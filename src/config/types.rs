use serde::de::{self, MapAccess, SeqAccess, Visitor};
use serde::{Deserialize, Deserializer};
use std::fmt;

/// Client identifier sent with every request unless overridden
pub const DEFAULT_USER_AGENT: &str = "Mozilla/5.0 (Documentation Scraper for Copilot Skills)";

/// Main configuration structure for a documentation target
#[derive(Debug, Clone, PartialEq, Deserialize)]
pub struct SkillConfig {
    /// Identifier of the target; output paths are derived from it
    pub name: String,

    /// Free text describing the documented system
    pub description: String,

    /// Root URL of the documentation site
    pub base_url: String,

    /// First URL to crawl (defaults to `base_url`)
    #[serde(default)]
    pub start_url: Option<String>,

    /// Maximum number of pages to extract
    #[serde(default = "default_max_pages")]
    pub max_pages: usize,

    /// Delay after each network request, in seconds
    #[serde(default = "default_rate_limit", alias = "rate_limit_seconds")]
    pub rate_limit: f64,

    #[serde(default)]
    pub url_patterns: UrlPatterns,

    #[serde(default)]
    pub selectors: Selectors,

    /// Category name to keywords, in declaration order
    #[serde(default)]
    pub categories: CategoryTable,

    /// File glob hints rendered into the instructions document
    #[serde(default)]
    pub file_patterns: Vec<String>,

    #[serde(default)]
    pub checkpoint: CheckpointConfig,

    /// Client identifier header value
    #[serde(default = "default_user_agent")]
    pub user_agent: String,
}

impl SkillConfig {
    /// The URL the crawl starts from
    pub fn start_url(&self) -> &str {
        self.start_url.as_deref().unwrap_or(&self.base_url)
    }
}

fn default_max_pages() -> usize {
    100
}

fn default_rate_limit() -> f64 {
    0.5
}

fn default_user_agent() -> String {
    DEFAULT_USER_AGENT.to_string()
}

/// URL include/exclude regular expressions
#[derive(Debug, Clone, Default, PartialEq, Deserialize)]
pub struct UrlPatterns {
    #[serde(default)]
    pub include: Vec<String>,

    #[serde(default)]
    pub exclude: Vec<String>,
}

/// CSS selectors used by the content extractor
///
/// Each field accepts either a list or a single comma-separated string.
#[derive(Debug, Clone, PartialEq, Deserialize)]
pub struct Selectors {
    #[serde(default = "default_title_selectors", deserialize_with = "selector_list")]
    pub title: Vec<String>,

    #[serde(
        default = "default_main_content_selectors",
        deserialize_with = "selector_list"
    )]
    pub main_content: Vec<String>,

    #[serde(
        default = "default_code_block_selectors",
        deserialize_with = "selector_list"
    )]
    pub code_blocks: Vec<String>,
}

impl Default for Selectors {
    fn default() -> Self {
        Self {
            title: default_title_selectors(),
            main_content: default_main_content_selectors(),
            code_blocks: default_code_block_selectors(),
        }
    }
}

fn default_title_selectors() -> Vec<String> {
    vec!["h1".to_string(), "title".to_string()]
}

fn default_main_content_selectors() -> Vec<String> {
    vec!["main".to_string(), "article".to_string()]
}

fn default_code_block_selectors() -> Vec<String> {
    vec!["pre code".to_string()]
}

/// Splits a comma-separated selector string into trimmed, non-empty parts
pub fn split_selector_list(raw: &str) -> Vec<String> {
    raw.split(',')
        .map(str::trim)
        .filter(|s| !s.is_empty())
        .map(String::from)
        .collect()
}

fn selector_list<'de, D>(deserializer: D) -> Result<Vec<String>, D::Error>
where
    D: Deserializer<'de>,
{
    #[derive(Deserialize)]
    #[serde(untagged)]
    enum Raw {
        One(String),
        Many(Vec<String>),
    }

    Ok(match Raw::deserialize(deserializer)? {
        Raw::One(raw) => split_selector_list(&raw),
        Raw::Many(list) => list
            .iter()
            .map(|s| s.trim().to_string())
            .filter(|s| !s.is_empty())
            .collect(),
    })
}

/// Periodic checkpoint settings
#[derive(Debug, Clone, PartialEq, Deserialize)]
pub struct CheckpointConfig {
    #[serde(default)]
    pub enabled: bool,

    /// Successful pages between checkpoints
    #[serde(default = "default_checkpoint_interval")]
    pub interval: usize,
}

impl Default for CheckpointConfig {
    fn default() -> Self {
        Self {
            enabled: false,
            interval: default_checkpoint_interval(),
        }
    }
}

fn default_checkpoint_interval() -> usize {
    50
}

/// Ordered mapping from category name to its keywords
///
/// Declaration order of both categories and keywords is significant to
/// categorization, so entries are kept in the order the file lists them.
#[derive(Debug, Clone, Default, PartialEq)]
pub struct CategoryTable(Vec<(String, Vec<String>)>);

impl CategoryTable {
    pub fn new(entries: Vec<(String, Vec<String>)>) -> Self {
        Self(entries)
    }

    pub fn iter(&self) -> impl Iterator<Item = (&str, &[String])> {
        self.0.iter().map(|(name, kw)| (name.as_str(), kw.as_slice()))
    }

    pub fn len(&self) -> usize {
        self.0.len()
    }

    pub fn is_empty(&self) -> bool {
        self.0.is_empty()
    }
}

impl<'de> Deserialize<'de> for CategoryTable {
    fn deserialize<D>(deserializer: D) -> Result<Self, D::Error>
    where
        D: Deserializer<'de>,
    {
        struct TableVisitor;

        impl<'de> Visitor<'de> for TableVisitor {
            type Value = CategoryTable;

            fn expecting(&self, f: &mut fmt::Formatter) -> fmt::Result {
                f.write_str("a map of category names to keyword lists")
            }

            fn visit_map<A>(self, mut map: A) -> Result<Self::Value, A::Error>
            where
                A: MapAccess<'de>,
            {
                let mut entries: Vec<(String, Vec<String>)> = Vec::new();
                while let Some((name, keywords)) = map.next_entry::<String, Vec<String>>()? {
                    push_unique(&mut entries, name, keywords)?;
                }
                Ok(CategoryTable(entries))
            }

            // Also accept [["name", ["kw", ...]], ...]
            fn visit_seq<A>(self, mut seq: A) -> Result<Self::Value, A::Error>
            where
                A: SeqAccess<'de>,
            {
                let mut entries: Vec<(String, Vec<String>)> = Vec::new();
                while let Some((name, keywords)) = seq.next_element::<(String, Vec<String>)>()? {
                    push_unique(&mut entries, name, keywords)?;
                }
                Ok(CategoryTable(entries))
            }
        }

        deserializer.deserialize_any(TableVisitor)
    }
}

fn push_unique<E: de::Error>(
    entries: &mut Vec<(String, Vec<String>)>,
    name: String,
    keywords: Vec<String>,
) -> Result<(), E> {
    if entries.iter().any(|(existing, _)| *existing == name) {
        return Err(E::custom(format!("duplicate category '{}'", name)));
    }
    entries.push((name, keywords));
    Ok(())
}
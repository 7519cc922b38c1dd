/// Marker that ends the site root inside a base URL
const DOCS_SEGMENT: &str = "/docs";

/// Derives the site root that discovered links must start with
///
/// The base URL is cut at its first `/docs` occurrence; a base URL without
/// one is used whole. The comparison is a plain string prefix, so
/// `https://example.com` also admits `https://example.com.evil/` and
/// documentation mounted outside the prefix is never followed.
///
/// # Examples
///
/// ```
/// use docs_to_skill::url::site_root;
///
/// assert_eq!(site_root("https://bun.sh/docs"), "https://bun.sh");
/// assert_eq!(site_root("https://bun.sh/docs/api/"), "https://bun.sh");
/// assert_eq!(site_root("https://tokio.rs/tokio/tutorial"), "https://tokio.rs/tokio/tutorial");
/// ```
pub fn site_root(base_url: &str) -> &str {
    match base_url.find(DOCS_SEGMENT) {
        Some(idx) => &base_url[..idx],
        None => base_url,
    }
}

/// Checks whether a resolved link belongs to the crawled site
pub fn in_scope(url: &str, root: &str) -> bool {
    url.starts_with(root)
}
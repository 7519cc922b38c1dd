//! docs-to-skill main entry point
//!
//! This is the command-line interface for the documentation-to-skill generator.

use chrono::Utc;
use clap::Parser;
use docs_to_skill::config::{load_config_with_hash, SkillConfig};
use docs_to_skill::crawler::{preview, Coordinator};
use docs_to_skill::output::{generate, print_report, write_artifacts, CrawlReport, OutputLayout};
use docs_to_skill::state::CrawlState;
use docs_to_skill::storage::CheckpointStore;
use std::path::PathBuf;
use std::sync::atomic::Ordering;
use std::time::Instant;
use tracing_subscriber::EnvFilter;

/// docs-to-skill: turns a documentation site into a skill reference set
///
/// Crawls a documentation website breadth-first, extracts titles, content,
/// headings and code examples, groups pages by keyword category, and writes
/// reference documents, an index, a skill prompt and an instructions file.
#[derive(Parser, Debug)]
#[command(name = "docs-to-skill")]
#[command(version = "1.0.0")]
#[command(about = "Turn a documentation site into a skill reference set", long_about = None)]
struct Cli {
    /// Path to the skill configuration file (TOML, or JSON with a .json extension)
    #[arg(value_name = "CONFIG")]
    config: PathBuf,

    /// Fetch only the start page and show what would be crawled
    #[arg(long, conflicts_with_all = ["build_only", "resume"])]
    dry_run: bool,

    /// Regenerate documents from the page cache without crawling
    #[arg(long, conflicts_with_all = ["dry_run", "resume"])]
    build_only: bool,

    /// Continue from the page cache of an earlier run
    #[arg(long, conflicts_with_all = ["dry_run", "build_only"])]
    resume: bool,

    /// Workspace directory generated files are written under
    #[arg(long, value_name = "DIR", default_value = ".")]
    root: PathBuf,

    /// Increase logging verbosity (-v, -vv, -vvv)
    #[arg(short, long, action = clap::ArgAction::Count)]
    verbose: u8,

    /// Suppress non-error output
    #[arg(short, long, conflicts_with = "verbose")]
    quiet: bool,
}

#[tokio::main]
async fn main() -> Result<(), Box<dyn std::error::Error>> {
    let cli = Cli::parse();

    // Setup logging based on verbosity
    setup_logging(cli.verbose, cli.quiet);

    // Load and validate configuration
    tracing::info!("Loading configuration from: {}", cli.config.display());
    let (config, config_hash) = match load_config_with_hash(&cli.config) {
        Ok((cfg, hash)) => {
            tracing::info!("Configuration loaded successfully (hash: {})", hash);
            (cfg, hash)
        }
        Err(e) => {
            tracing::error!("Failed to load configuration: {}", e);
            return Err(e.into());
        }
    };

    let layout = OutputLayout::new(&cli.root, &config.name);

    // Handle different modes
    if cli.dry_run {
        handle_dry_run(&config).await?;
    } else if cli.build_only {
        handle_build_only(&config, &layout)?;
    } else {
        handle_crawl(config, config_hash, &layout, cli.resume).await?;
    }

    Ok(())
}

/// Sets up the logging/tracing subscriber based on verbosity level
fn setup_logging(verbose: u8, quiet: bool) {
    let filter = if quiet {
        // Only show errors
        EnvFilter::new("error")
    } else {
        match verbose {
            0 => EnvFilter::new("docs_to_skill=info,warn"),
            1 => EnvFilter::new("docs_to_skill=debug,info"),
            2 => EnvFilter::new("docs_to_skill=trace,debug"),
            _ => EnvFilter::new("trace"),
        }
    };

    tracing_subscriber::fmt()
        .with_env_filter(filter)
        .with_target(false)
        .with_thread_ids(false)
        .with_file(false)
        .init();
}

/// Handles the --dry-run mode: previews the start page's links
async fn handle_dry_run(config: &SkillConfig) -> Result<(), Box<dyn std::error::Error>> {
    println!("=== docs-to-skill Dry Run ===\n");

    println!("Skill Configuration:");
    println!("  Name: {}", config.name);
    println!("  Base URL: {}", config.base_url);
    println!("  Start URL: {}", config.start_url());
    println!("  Max pages: {}", config.max_pages);
    println!("  Rate limit: {}s", config.rate_limit);
    println!("  Categories: {}", config.categories.len());

    let report = match preview(config).await {
        Ok(report) => report,
        Err(e) => {
            tracing::error!("Dry run failed: {}", e);
            return Err(e.into());
        }
    };

    println!("\nPreview Results:");
    println!("  Found ~{} pages", report.estimated_pages());
    println!("  Will crawl up to: {} pages", report.max_pages);
    println!("  Rate limit: {}s between requests", report.rate_limit);
    println!("  Estimated time: {:.1} minutes", report.estimated_minutes());

    println!("\nSample URLs (first {}):", report.sample.len());
    for url in &report.sample {
        println!("  - {}", url);
    }

    println!("\n✓ Configuration is valid");
    println!("✓ Ready to crawl {} links from the start page", report.links_found);

    Ok(())
}

/// Handles the --build-only mode: regenerates documents from the page cache
fn handle_build_only(
    config: &SkillConfig,
    layout: &OutputLayout,
) -> Result<(), Box<dyn std::error::Error>> {
    let store = CheckpointStore::new(layout.cache_path());
    tracing::info!("Loading page cache from {}", store.path().display());

    let state = store.load_required()?.into_state();
    tracing::info!("Loaded {} cached pages", state.page_count());

    write_skill(config, &state, layout)
}

/// Handles the main crawl operation, fresh or resumed
async fn handle_crawl(
    config: SkillConfig,
    config_hash: String,
    layout: &OutputLayout,
    resume: bool,
) -> Result<(), Box<dyn std::error::Error>> {
    let store = CheckpointStore::new(layout.cache_path());
    let mut coordinator = Coordinator::new(config.clone())?.with_checkpoint(store, config_hash);

    if resume {
        tracing::info!("Resuming crawl from {}", layout.cache_path().display());
        coordinator = coordinator.resume()?;
    } else {
        tracing::info!("Starting fresh crawl of {}", config.start_url());
    }

    // Ctrl-C stops the crawl at the next step; partial results are still written
    let shutdown = coordinator.shutdown_handle();
    tokio::spawn(async move {
        if tokio::signal::ctrl_c().await.is_ok() {
            tracing::warn!("Interrupt received, finishing current page");
            shutdown.store(true, Ordering::SeqCst);
        }
    });

    let started = Instant::now();
    let state = coordinator.run().await;
    print_report(&CrawlReport::from_state(&state, started.elapsed()));

    write_skill(&config, &state, layout)
}

/// Generates and writes every document for the crawled pages
fn write_skill(
    config: &SkillConfig,
    state: &CrawlState,
    layout: &OutputLayout,
) -> Result<(), Box<dyn std::error::Error>> {
    tracing::info!("Generating skill files...");
    let artifacts = generate(state.pages(), config, Utc::now());
    let written = write_artifacts(&artifacts, layout)?;

    for path in &written {
        println!("✓ {}", path.display());
    }
    println!(
        "\n✓ Skill generated from {} pages in {} categories",
        state.page_count(),
        artifacts.references.len()
    );

    Ok(())
}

____________

WORK TO BE COMPLETED:
Whenever a line in the material above holds the string "Ordering", copy that line in full.

SOLUTION BELOW:
use std::sync::atomic::Ordering;
            shutdown.store(true, Ordering::SeqCst);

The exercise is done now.